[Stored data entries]
☆ ☆ ☆ ☆

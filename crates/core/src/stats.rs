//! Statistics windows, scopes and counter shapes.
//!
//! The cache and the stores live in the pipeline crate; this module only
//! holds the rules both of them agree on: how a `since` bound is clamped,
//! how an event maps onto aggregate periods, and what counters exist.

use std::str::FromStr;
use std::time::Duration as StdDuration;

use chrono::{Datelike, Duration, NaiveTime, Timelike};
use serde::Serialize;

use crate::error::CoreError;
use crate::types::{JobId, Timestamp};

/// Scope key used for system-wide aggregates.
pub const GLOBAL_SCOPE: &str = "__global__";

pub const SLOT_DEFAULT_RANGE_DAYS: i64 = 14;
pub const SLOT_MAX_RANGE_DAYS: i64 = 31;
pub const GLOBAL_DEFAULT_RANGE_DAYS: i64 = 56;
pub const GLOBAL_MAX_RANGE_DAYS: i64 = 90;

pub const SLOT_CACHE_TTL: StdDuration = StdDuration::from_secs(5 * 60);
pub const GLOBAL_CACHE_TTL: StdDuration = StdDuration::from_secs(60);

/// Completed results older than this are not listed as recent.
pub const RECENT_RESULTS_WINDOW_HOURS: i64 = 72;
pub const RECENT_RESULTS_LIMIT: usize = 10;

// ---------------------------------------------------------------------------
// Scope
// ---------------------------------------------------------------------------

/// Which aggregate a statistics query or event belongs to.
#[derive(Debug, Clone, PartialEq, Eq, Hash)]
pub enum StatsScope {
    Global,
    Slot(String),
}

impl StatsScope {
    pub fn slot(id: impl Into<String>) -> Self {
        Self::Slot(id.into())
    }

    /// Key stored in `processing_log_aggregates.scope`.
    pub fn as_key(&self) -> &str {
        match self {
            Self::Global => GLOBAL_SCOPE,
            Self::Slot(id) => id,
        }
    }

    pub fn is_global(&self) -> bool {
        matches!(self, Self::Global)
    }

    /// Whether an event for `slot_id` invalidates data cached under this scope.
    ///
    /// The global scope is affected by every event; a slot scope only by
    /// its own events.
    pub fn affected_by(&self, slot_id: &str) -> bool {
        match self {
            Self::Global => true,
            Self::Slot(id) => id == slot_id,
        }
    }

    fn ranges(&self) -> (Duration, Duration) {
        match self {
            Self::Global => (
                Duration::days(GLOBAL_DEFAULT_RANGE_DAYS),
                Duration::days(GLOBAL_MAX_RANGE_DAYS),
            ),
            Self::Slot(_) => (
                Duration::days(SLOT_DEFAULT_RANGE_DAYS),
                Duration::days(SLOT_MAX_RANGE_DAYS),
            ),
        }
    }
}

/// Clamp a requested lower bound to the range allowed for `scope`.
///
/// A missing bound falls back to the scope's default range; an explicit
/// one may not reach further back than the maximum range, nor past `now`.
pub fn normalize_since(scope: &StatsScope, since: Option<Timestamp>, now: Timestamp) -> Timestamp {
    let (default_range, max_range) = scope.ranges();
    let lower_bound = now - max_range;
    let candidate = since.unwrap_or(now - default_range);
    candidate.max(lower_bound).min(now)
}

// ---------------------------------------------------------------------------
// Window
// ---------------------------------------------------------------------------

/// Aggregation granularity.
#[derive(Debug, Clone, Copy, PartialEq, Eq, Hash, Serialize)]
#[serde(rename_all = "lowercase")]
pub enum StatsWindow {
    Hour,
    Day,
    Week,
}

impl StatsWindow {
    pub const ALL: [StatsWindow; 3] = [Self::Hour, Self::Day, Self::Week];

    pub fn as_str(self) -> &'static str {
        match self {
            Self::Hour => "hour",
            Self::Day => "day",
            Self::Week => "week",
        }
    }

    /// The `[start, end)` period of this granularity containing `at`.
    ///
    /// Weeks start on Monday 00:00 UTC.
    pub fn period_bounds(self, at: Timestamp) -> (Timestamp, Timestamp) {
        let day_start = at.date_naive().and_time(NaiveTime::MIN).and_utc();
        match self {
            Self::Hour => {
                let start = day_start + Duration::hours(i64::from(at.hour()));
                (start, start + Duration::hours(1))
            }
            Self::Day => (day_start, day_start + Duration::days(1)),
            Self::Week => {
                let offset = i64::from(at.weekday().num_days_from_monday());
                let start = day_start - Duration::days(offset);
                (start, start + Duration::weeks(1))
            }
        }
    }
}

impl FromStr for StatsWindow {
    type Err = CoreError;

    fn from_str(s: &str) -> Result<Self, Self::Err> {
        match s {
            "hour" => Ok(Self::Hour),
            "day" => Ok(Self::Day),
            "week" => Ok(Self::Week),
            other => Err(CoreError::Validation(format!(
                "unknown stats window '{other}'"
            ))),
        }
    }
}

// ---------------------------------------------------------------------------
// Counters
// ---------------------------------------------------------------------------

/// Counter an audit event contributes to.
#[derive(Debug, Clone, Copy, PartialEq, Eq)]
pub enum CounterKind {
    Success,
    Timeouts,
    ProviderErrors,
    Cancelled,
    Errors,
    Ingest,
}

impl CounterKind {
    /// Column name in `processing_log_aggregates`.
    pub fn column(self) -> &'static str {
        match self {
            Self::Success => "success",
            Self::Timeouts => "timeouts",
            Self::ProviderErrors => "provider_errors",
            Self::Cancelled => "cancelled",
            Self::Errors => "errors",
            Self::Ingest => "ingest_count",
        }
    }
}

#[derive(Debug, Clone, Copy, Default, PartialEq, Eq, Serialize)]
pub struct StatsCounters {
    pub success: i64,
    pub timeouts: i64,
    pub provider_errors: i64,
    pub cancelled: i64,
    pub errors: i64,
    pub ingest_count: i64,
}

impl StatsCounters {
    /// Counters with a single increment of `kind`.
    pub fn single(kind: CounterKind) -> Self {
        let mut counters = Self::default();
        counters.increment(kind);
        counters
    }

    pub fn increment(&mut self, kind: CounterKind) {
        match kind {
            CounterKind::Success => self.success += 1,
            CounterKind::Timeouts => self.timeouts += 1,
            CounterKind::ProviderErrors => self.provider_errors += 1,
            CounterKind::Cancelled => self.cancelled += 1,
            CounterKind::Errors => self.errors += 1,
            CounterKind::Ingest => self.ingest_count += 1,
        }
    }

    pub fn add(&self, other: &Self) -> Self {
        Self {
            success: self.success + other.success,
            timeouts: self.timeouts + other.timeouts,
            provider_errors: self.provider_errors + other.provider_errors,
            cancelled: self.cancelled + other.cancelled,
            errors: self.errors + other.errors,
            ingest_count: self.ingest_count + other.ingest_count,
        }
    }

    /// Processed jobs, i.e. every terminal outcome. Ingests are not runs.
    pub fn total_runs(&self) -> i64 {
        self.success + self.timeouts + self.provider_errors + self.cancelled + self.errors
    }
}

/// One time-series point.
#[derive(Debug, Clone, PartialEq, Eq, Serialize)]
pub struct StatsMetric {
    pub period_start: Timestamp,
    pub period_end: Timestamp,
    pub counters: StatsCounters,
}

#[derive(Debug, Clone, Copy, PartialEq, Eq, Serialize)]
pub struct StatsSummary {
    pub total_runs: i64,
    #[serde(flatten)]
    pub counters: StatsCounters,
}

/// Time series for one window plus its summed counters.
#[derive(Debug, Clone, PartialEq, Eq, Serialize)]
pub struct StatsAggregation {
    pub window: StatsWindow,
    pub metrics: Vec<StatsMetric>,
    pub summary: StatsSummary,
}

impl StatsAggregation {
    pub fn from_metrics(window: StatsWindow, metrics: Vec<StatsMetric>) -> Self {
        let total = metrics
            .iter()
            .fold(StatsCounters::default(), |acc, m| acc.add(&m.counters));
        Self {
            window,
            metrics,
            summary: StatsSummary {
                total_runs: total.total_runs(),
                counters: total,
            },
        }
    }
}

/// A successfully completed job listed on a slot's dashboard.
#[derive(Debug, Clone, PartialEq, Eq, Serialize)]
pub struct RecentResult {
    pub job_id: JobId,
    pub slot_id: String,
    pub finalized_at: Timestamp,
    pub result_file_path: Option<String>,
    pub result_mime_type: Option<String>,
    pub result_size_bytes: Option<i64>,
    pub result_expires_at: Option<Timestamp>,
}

☆ ☆ ☆ ☆

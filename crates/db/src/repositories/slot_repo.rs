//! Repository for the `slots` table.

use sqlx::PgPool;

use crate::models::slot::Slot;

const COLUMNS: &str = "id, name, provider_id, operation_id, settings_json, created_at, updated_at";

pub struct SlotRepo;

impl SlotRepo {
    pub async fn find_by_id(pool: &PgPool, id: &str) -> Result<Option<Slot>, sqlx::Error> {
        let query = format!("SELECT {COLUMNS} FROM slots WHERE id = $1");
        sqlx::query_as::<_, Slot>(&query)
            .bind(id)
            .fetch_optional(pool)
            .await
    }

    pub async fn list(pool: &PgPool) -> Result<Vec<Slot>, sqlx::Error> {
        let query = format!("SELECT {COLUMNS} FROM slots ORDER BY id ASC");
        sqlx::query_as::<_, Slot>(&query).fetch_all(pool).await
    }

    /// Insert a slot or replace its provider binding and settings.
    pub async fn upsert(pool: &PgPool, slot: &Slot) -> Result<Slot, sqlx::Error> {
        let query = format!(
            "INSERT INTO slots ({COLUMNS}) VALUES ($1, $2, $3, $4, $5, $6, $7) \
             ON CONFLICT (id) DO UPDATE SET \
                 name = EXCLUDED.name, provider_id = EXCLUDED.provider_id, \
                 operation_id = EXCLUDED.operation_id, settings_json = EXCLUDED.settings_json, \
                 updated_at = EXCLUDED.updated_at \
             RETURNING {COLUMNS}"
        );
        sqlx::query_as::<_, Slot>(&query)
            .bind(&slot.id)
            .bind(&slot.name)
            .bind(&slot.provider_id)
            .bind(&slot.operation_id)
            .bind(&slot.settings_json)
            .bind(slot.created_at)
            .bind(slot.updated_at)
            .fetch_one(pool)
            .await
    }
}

☆ ☆ ☆ ☆

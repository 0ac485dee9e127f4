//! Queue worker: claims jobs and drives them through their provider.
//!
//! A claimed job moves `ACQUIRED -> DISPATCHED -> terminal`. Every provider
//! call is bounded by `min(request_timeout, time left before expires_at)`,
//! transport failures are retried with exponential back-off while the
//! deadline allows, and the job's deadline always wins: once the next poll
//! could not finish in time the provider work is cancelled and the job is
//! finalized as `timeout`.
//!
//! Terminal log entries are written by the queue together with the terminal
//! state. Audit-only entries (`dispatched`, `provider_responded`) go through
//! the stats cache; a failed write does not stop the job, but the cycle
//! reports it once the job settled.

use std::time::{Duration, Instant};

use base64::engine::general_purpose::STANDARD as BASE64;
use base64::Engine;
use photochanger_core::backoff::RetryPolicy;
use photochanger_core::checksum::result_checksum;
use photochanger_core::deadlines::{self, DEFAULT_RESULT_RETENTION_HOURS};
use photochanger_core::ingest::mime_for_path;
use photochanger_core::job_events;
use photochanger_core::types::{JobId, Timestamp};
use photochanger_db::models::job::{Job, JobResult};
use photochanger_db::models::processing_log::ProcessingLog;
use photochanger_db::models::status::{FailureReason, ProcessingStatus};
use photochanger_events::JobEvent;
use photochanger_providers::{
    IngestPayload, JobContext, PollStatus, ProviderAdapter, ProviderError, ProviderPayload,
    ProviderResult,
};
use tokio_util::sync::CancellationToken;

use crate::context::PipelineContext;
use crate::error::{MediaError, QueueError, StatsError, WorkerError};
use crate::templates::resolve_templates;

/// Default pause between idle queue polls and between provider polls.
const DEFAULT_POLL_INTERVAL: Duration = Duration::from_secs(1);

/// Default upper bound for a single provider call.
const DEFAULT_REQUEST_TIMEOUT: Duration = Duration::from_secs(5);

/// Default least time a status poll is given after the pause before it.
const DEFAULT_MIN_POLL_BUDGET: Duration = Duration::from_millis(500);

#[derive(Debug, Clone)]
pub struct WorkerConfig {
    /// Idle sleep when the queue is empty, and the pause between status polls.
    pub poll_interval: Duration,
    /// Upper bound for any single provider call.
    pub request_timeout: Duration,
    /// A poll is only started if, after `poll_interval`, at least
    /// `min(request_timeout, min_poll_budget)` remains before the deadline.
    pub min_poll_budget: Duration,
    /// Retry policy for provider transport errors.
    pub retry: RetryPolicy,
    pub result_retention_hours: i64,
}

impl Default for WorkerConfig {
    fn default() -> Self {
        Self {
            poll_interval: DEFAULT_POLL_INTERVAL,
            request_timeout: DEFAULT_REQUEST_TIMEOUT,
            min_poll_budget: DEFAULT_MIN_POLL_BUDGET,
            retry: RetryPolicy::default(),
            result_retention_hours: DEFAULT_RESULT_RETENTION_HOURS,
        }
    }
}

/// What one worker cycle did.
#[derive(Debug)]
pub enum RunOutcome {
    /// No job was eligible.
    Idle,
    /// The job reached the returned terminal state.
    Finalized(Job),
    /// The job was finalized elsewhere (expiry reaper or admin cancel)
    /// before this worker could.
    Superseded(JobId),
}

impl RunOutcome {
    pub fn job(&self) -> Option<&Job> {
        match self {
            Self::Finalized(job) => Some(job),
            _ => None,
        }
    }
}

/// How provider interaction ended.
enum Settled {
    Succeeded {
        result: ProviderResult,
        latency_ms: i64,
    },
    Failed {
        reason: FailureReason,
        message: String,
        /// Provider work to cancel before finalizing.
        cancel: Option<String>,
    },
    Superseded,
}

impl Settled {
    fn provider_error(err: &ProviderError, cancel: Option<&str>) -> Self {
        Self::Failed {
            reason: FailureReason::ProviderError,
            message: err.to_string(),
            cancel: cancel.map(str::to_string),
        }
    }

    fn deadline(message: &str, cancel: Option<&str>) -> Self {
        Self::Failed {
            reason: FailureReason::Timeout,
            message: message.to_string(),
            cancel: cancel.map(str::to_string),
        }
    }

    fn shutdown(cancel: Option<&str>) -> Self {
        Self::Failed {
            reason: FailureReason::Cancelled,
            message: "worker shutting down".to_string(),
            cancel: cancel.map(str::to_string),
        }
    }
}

☆ ☆ ☆ ☆

◆ What you are asked to do:
In the records above, how many lines contain the word "through"? Say only the number.

◆ Task response:
2